ON A bright June morning in Tempe, before the sun has started to broil a minicamp practice, one voice can be heard above all the grunts and yells, the chatter of a man who likes his teammates to stay on their toes. It's James, and in one sequence he catches a short pass from Matt Leinart and sprints up the sideline yelling, "Who want it? Who want it?" Later, jogging off the field after practice is over, James boasts to no one in particular. "I just murdered these dudes. I just killed these boys! It's not on film, it's in their minds!"
His teammates quickly got used to James' sense of humor, got used to hearing him shout, "What up, baby?" to anyone who happens to walk by. And they like what they're hearing. "This game is a business, but he has fun," Leinart says. "He gives off this vibe of positive energy and enthusiasm. It comes off him and onto the other guys. He talks a lot, but that just makes him more fun."
Publicly, James has often been perceived as a mercenary, a brooding and intimidating one at that. He is a broad tree trunk of a man, with thickly muscled neck, torso and legs.

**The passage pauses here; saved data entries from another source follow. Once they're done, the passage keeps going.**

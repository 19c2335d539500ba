//! Reconciliation of a fresh token list against the persisted document
//!
//! Decides whether a new version gets published. The engine is pure: the
//! caller reads the previous document and writes the published one.

use chrono::format::{Item, StrftimeItems};
use chrono::{DateTime, Utc};

use crate::error::{Result, UpdateError};
use crate::types::{Token, TokenListDocument, Version};

/// State of the previously persisted token list
#[derive(Debug, Clone, PartialEq, Eq)]
pub enum PreviousDocument {
    Found(TokenListDocument),
    /// No file at the expected path
    Missing,
    /// File exists but could not be read or parsed
    Corrupt(String),
}

/// What to do with an unreadable previous document
#[derive(Debug, Clone, Copy, Default, PartialEq, Eq)]
pub enum CorruptPolicy {
    /// Leave the file untouched and skip the write
    #[default]
    Preserve,
    /// Replace it with a fresh version 1
    Rewrite,
}

#[derive(Debug, Clone, Copy, PartialEq, Eq)]
pub enum SkipReason {
    EmptyList,
    NoPreviousVersion,
    CorruptPrevious,
    Unchanged,
}

impl SkipReason {
    pub fn as_str(&self) -> &'static str {
        match self {
            SkipReason::EmptyList => "empty token list",
            SkipReason::NoPreviousVersion => "no previous version",
            SkipReason::CorruptPrevious => "previous version unreadable",
            SkipReason::Unchanged => "token list unchanged",
        }
    }
}

impl std::fmt::Display for SkipReason {
    fn fmt(&self, f: &mut std::fmt::Formatter<'_>) -> std::fmt::Result {
        f.write_str(self.as_str())
    }
}

#[derive(Debug, Clone, PartialEq, Eq)]
pub enum MergeDecision {
    Skip(SkipReason),
    Publish(TokenListDocument),
}

impl MergeDecision {
    pub fn is_publish(&self) -> bool {
        matches!(self, MergeDecision::Publish(_))
    }
}

/// Document-level fields of a published list
#[derive(Debug, Clone, PartialEq, Eq)]
pub struct DocumentHeader {
    pub name: String,
    pub logo_uri: String,
}

pub struct MergeEngine {
    header: DocumentHeader,
    time_format: String,
    policy: CorruptPolicy,
}

impl MergeEngine {
    pub fn new(
        header: DocumentHeader,
        time_format: impl Into<String>,
        policy: CorruptPolicy,
    ) -> Result<Self> {
        let time_format = time_format.into();
        if StrftimeItems::new(&time_format).any(|item| matches!(item, Item::Error)) {
            return Err(UpdateError::Config(format!(
                "invalid timestamp format: {}",
                time_format
            )));
        }

        Ok(Self {
            header,
            time_format,
            policy,
        })
    }

    /// `tokens` must already be sorted; equality with the previous list is order-sensitive
    pub fn reconcile(
        &self,
        tokens: Vec<Token>,
        previous: &PreviousDocument,
        now: DateTime<Utc>,
    ) -> MergeDecision {
        if tokens.is_empty() {
            return MergeDecision::Skip(SkipReason::EmptyList);
        }

        let previous_major = match previous {
            PreviousDocument::Found(doc) => {
                if doc.tokens == tokens {
                    return MergeDecision::Skip(SkipReason::Unchanged);
                }
                doc.version.major
            }
            PreviousDocument::Missing => {
                return MergeDecision::Skip(SkipReason::NoPreviousVersion);
            }
            PreviousDocument::Corrupt(_) => match self.policy {
                CorruptPolicy::Preserve => {
                    return MergeDecision::Skip(SkipReason::CorruptPrevious);
                }
                CorruptPolicy::Rewrite => 0,
            },
        };

        MergeDecision::Publish(TokenListDocument {
            name: self.header.name.clone(),
            logo_uri: self.header.logo_uri.clone(),
            timestamp: now.format(&self.time_format).to_string(),
            tokens,
            version: Version {
                major: previous_major + 1,
            },
        })
    }
}
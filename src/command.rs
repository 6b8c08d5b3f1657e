/// Smart-home commands produced by the gesture matcher.
///
/// On the wire each actionable command is a three-character code: a device
/// prefix followed by `1` (on/open) or `0` (off/close).
use core::fmt;
use core::str::FromStr;

#[derive(Debug, Clone, Copy, PartialEq, Eq, Hash)]
pub enum Command {
    BedroomLightOn,
    BedroomLightOff,
    GarageLightOn,
    GarageLightOff,
    GarageDoorOpen,
    GarageDoorClose,
    /// No actionable gesture this frame.
    None,
}

impl Command {
    /// Every actionable command, in rule table order.
    pub const ACTIONABLE: [Command; 6] = [
        Command::BedroomLightOn,
        Command::BedroomLightOff,
        Command::GarageLightOn,
        Command::GarageLightOff,
        Command::GarageDoorOpen,
        Command::GarageDoorClose,
    ];

    /// Wire code for transport. `Command::None` has no code and is never sent.
    pub const fn code(&self) -> Option<&'static str> {
        match self {
            Command::BedroomLightOn => Some("BL1"),
            Command::BedroomLightOff => Some("BL0"),
            Command::GarageLightOn => Some("GL1"),
            Command::GarageLightOff => Some("GL0"),
            Command::GarageDoorOpen => Some("GD1"),
            Command::GarageDoorClose => Some("GD0"),
            Command::None => None,
        }
    }

    pub fn as_str(&self) -> &'static str {
        match self {
            Command::BedroomLightOn => "bedroom light on",
            Command::BedroomLightOff => "bedroom light off",
            Command::GarageLightOn => "garage light on",
            Command::GarageLightOff => "garage light off",
            Command::GarageDoorOpen => "garage door open",
            Command::GarageDoorClose => "garage door close",
            Command::None => "none",
        }
    }
}

impl fmt::Display for Command {
    fn fmt(&self, f: &mut fmt::Formatter<'_>) -> fmt::Result {
        f.write_str(self.as_str())
    }
}

/// Returned when a payload is not one of the known command codes.
#[derive(Debug, Clone, Copy, PartialEq, Eq)]
pub struct UnknownCode;

impl fmt::Display for UnknownCode {
    fn fmt(&self, f: &mut fmt::Formatter<'_>) -> fmt::Result {
        f.write_str("unknown command code")
    }
}

/// Decodes a payload received on the command topic.
impl FromStr for Command {
    type Err = UnknownCode;

    fn from_str(s: &str) -> Result<Self, Self::Err> {
        let code = s.trim();
        Command::ACTIONABLE
            .into_iter()
            .find(|cmd| cmd.code() == Some(code))
            .ok_or(UnknownCode)
    }
}
//! HandSwitch library: portable gesture-to-command engine.
//!
//! Turns a stream of 21-point hand landmark frames into smart-home commands.
//! Each frame is classified finger by finger, matched against an ordered
//! gesture table, and debounced so a held gesture is sent once. This crate
//! has no platform dependencies and is testable on any host with
//! `cargo test`. Platform binaries (the ESP-IDF bridge) are thin consumers
//! that supply landmark frames and a [`engine::CommandSink`].
//!
//! Per frame: `landmark` → `finger` → `gesture` → `debounce` → sink, driven
//! by [`engine::GestureEngine`]. `protocol` and `comm` decode detector output
//! from NDJSON byte streams.

#![cfg_attr(not(test), no_std)]

pub mod command;
pub mod comm;
pub mod config;
pub mod debounce;
pub mod defaults;
pub mod engine;
pub mod finger;
pub mod gesture;
pub mod landmark;
pub mod protocol;

pub use command::Command;
pub use engine::{CommandSink, GestureEngine};
pub use landmark::{HandFrame, LandmarkFrame};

He is also handsome, with a strong jaw, high cheekbones and dimpled chin. But his appearance (dreads, gold teeth, hip-hop wardrobe) puts some people off, and his refusal to go clean-cut for Madison Avenue has made him one of the most accomplished players in the league not to currently have his own shoe deal. But while James quips that he may remove his gold teeth, he says he believes that the endorsement deals will come around if he keeps true to his formula. Many fans, especially kids, dig his mix of star power, street cred, originality and pure talent. He's like 50 Cent, scary and cuddly at the same time.
In short, James was the perfect bridge to the fan base of a team with a sad-sack history (to put it mildly), an out-of-touch owner (to put it kindly) and the worst rushing game in the NFL (to put it bluntly). James is not only a 28-yearold four-time 1,500-yard rusher and Pro Bowler, he's also a man's man, a pusher, an instigator, the kind of guy who inspires a little awe, a smidgen of fear and a lot of respect. He's an alpha male (see Top Dogs on page 46) whom teammates very much want to impress and desperately don't want to let down.
Says Kurt Warner: "He gives us instant credibility."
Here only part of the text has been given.